▸ ACTION ITEM
Copy every line from the records that holds the word "INVOKESTATIC".

── RECORDS TO PROCESS

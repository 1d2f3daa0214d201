use anyhow::Result;

use crate::analysis::live_variable::dead_stores;
use crate::classpath::ClassPath;
use crate::insn::{delete_expression, is_pure};
use crate::ir::{Code, Insn};
use crate::opcodes;
use crate::transform::{PassContext, Transformer, method_bodies, method_node, method_node_mut};

/// Deletes stores to locals that are never read afterwards. A store whose value has side effects
/// keeps the computation and discards the result with `pop`/`pop2`.
pub(crate) struct UnusedLocalTransformer;

impl Transformer for UnusedLocalTransformer {
    fn name(&self) -> &'static str {
        "unused_local"
    }

    fn transform(&self, classpath: &mut ClassPath, context: &mut PassContext) -> Result<()> {
        let mut removed = 0usize;
        let mut discarded = 0usize;
        for member in method_bodies(classpath) {
            let Some(method) = method_node(classpath, &member) else {
                continue;
            };
            let Some(code) = method.code.as_ref() else {
                continue;
            };
            if code.has_subroutines() {
                let error = anyhow::anyhow!("jsr/ret subroutines");
                context.skip_method(self.name(), &member.owner, method, &error);
                continue;
            }
            let mut code = code.clone();
            let (deleted, popped) = match remove_dead_stores(&mut code) {
                Ok(counts) => counts,
                Err(error) => {
                    context.skip_method(self.name(), &member.owner, method, &error);
                    continue;
                }
            };
            if deleted + popped == 0 {
                continue;
            }
            removed += deleted;
            discarded += popped;
            if let Some(method) = method_node_mut(classpath, &member) {
                method.code = Some(code);
            }
        }
        tracing::info!(removed, discarded, "removed dead stores");
        Ok(())
    }
}

/// Rewrites dead stores until none remain. Returns the number of stores deleted together with
/// their expression and the number replaced by a `pop`.
fn remove_dead_stores(code: &mut Code) -> Result<(usize, usize)> {
    let mut deleted = 0;
    let mut popped = 0;
    loop {
        let dead = dead_stores(code)?;
        if dead.is_empty() {
            return Ok((deleted, popped));
        }
        for index in dead.into_iter().rev() {
            if delete_expression(&mut code.instructions, index, is_pure) {
                deleted += 1;
            } else {
                let pop = match code.instructions[index].opcode() {
                    Some(opcodes::LSTORE | opcodes::DSTORE) => opcodes::POP2,
                    _ => opcodes::POP,
                };
                code.instructions[index] = Insn::Simple(pop);
                popped += 1;
            }
        }
    }
}

#[cfg(test)]
mod tests {
    use super::*;
    use crate::analysis::live_variable::live_variables;
    use crate::ir::ACC_STATIC;
    use crate::profile::Profile;
    use crate::remap::name_map::NameMap;
    use crate::test_support::{class, classpath_of, code, iconst, invoke, method, op, var};

    fn run(body: Vec<Insn>) -> Code {
        let mut a = class("a", Some("java/lang/Object"));
        a.methods
            .push(method("m", "(I)I", ACC_STATIC, Some(code(body))));
        let mut classpath = classpath_of(vec![a]);
        let profile = Profile::builtin().expect("profile");
        let names = NameMap::default();
        let mut context = PassContext::new(&profile, &names);

        UnusedLocalTransformer
            .transform(&mut classpath, &mut context)
            .expect("transform");

        classpath.class_node("a").expect("class").methods[0]
            .code
            .clone()
            .expect("code")
    }

    #[test]
    fn pure_dead_store_is_deleted_with_its_expression() {
        let code = run(vec![
            var(opcodes::ILOAD, 0),
            iconst(3),
            op(opcodes::IMUL),
            var(opcodes::ISTORE, 1),
            var(opcodes::ILOAD, 0),
            op(opcodes::IRETURN),
        ]);

        assert_eq!(
            code.instructions,
            vec![var(opcodes::ILOAD, 0), op(opcodes::IRETURN)]
        );
    }

    #[test]
    fn dead_store_of_a_call_keeps_the_call() {
        let code = run(vec![
            invoke(opcodes::INVOKESTATIC, "a", "f", "()I"),
            var(opcodes::ISTORE, 1),
            var(opcodes::ILOAD, 0),
            op(opcodes::IRETURN),
        ]);

        assert_eq!(
            code.instructions,
            vec![
                invoke(opcodes::INVOKESTATIC, "a", "f", "()I"),
                op(opcodes::POP),
                var(opcodes::ILOAD, 0),
                op(opcodes::IRETURN),
            ]
        );
    }

    #[test]
    fn removing_a_store_leaves_no_dead_stores_behind() {
        let code = run(vec![
            iconst(1),
            var(opcodes::ISTORE, 1),
            var(opcodes::ILOAD, 1),
            var(opcodes::ISTORE, 2),
            var(opcodes::ILOAD, 0),
            op(opcodes::IRETURN),
        ]);

        assert!(dead_stores(&code).expect("analysis").is_empty());
        let live = live_variables(&code).expect("analysis");
        for index in 0..code.instructions.len() {
            if let Some(slots) = live.in_value(index) {
                assert!(!slots.contains(&1) && !slots.contains(&2));
            }
        }
        assert_eq!(
            code.instructions,
            vec![var(opcodes::ILOAD, 0), op(opcodes::IRETURN)]
        );
    }
}
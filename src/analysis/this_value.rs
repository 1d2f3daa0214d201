use crate::analysis::frame::{Interpreter, Kind, Slot};
use crate::ir::Insn;
use crate::opcodes;

/// Tracks whether a value is the receiver of the method being analysed. The value is `true`
/// only for local 0 of an instance method and copies of it pushed by loads and stack shuffles.
pub(crate) struct ThisInterpreter;

impl Interpreter for ThisInterpreter {
    type Value = bool;

    fn new_value(&self, _kind: Kind) -> bool {
        false
    }

    fn new_parameter_value(&self, is_instance: bool, local: u16, _kind: Kind) -> bool {
        is_instance && local == 0
    }

    fn new_operation(&self, _index: usize, _insn: &Insn, _kind: Kind) -> bool {
        false
    }

    /// The receiver may flow from a local to the stack but not back.
    fn copy_operation(&self, _index: usize, insn: &Insn, value: &Slot<bool>) -> bool {
        insn.opcode() != Some(opcodes::ASTORE) && value.value
    }

    fn unary_operation(&self, _index: usize, _insn: &Insn, _value: &Slot<bool>, _result: Kind) -> bool {
        false
    }

    fn binary_operation(
        &self,
        _index: usize,
        _insn: &Insn,
        _left: &Slot<bool>,
        _right: &Slot<bool>,
        _result: Kind,
    ) -> bool {
        false
    }

    fn nary_operation(&self, _index: usize, _insn: &Insn, _values: &[Slot<bool>], _result: Kind) -> bool {
        false
    }

    fn merge(&self, left: &bool, right: &bool) -> bool {
        *left && *right
    }
}

#[cfg(test)]
mod tests {
    use super::*;
    use crate::analysis::frame::analyze_frames;
    use crate::test_support::{code, field_insn, method, op, var};

    #[test]
    fn receiver_survives_loads_and_dup_but_not_stores() {
        let body = code(vec![
            var(opcodes::ALOAD, 0),
            op(opcodes::DUP),
            var(opcodes::ASTORE, 1),
            var(opcodes::ALOAD, 1),
            field_insn(opcodes::GETFIELD, "A", "next", "LA;"),
            op(opcodes::POP),
            op(opcodes::POP),
            op(opcodes::RETURN),
        ]);
        let method = method("<init>", "()V", 0, Some(body));

        let frames = analyze_frames(&ThisInterpreter, &method).expect("frames");

        let after_dup = frames.after(1).expect("frame");
        assert!(after_dup.stack.iter().all(|slot| slot.value));
        assert_eq!(frames.after(2).expect("frame").local(1).map(|slot| slot.value), Some(false));
        assert!(!frames.after(4).expect("frame").peek(0).expect("value").value);
    }
}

────

▸ REPLY TO THE EXERCISE
            invoke(opcodes::INVOKESTATIC, "a", "f", "()I"),
                invoke(opcodes::INVOKESTATIC, "a", "f", "()I"),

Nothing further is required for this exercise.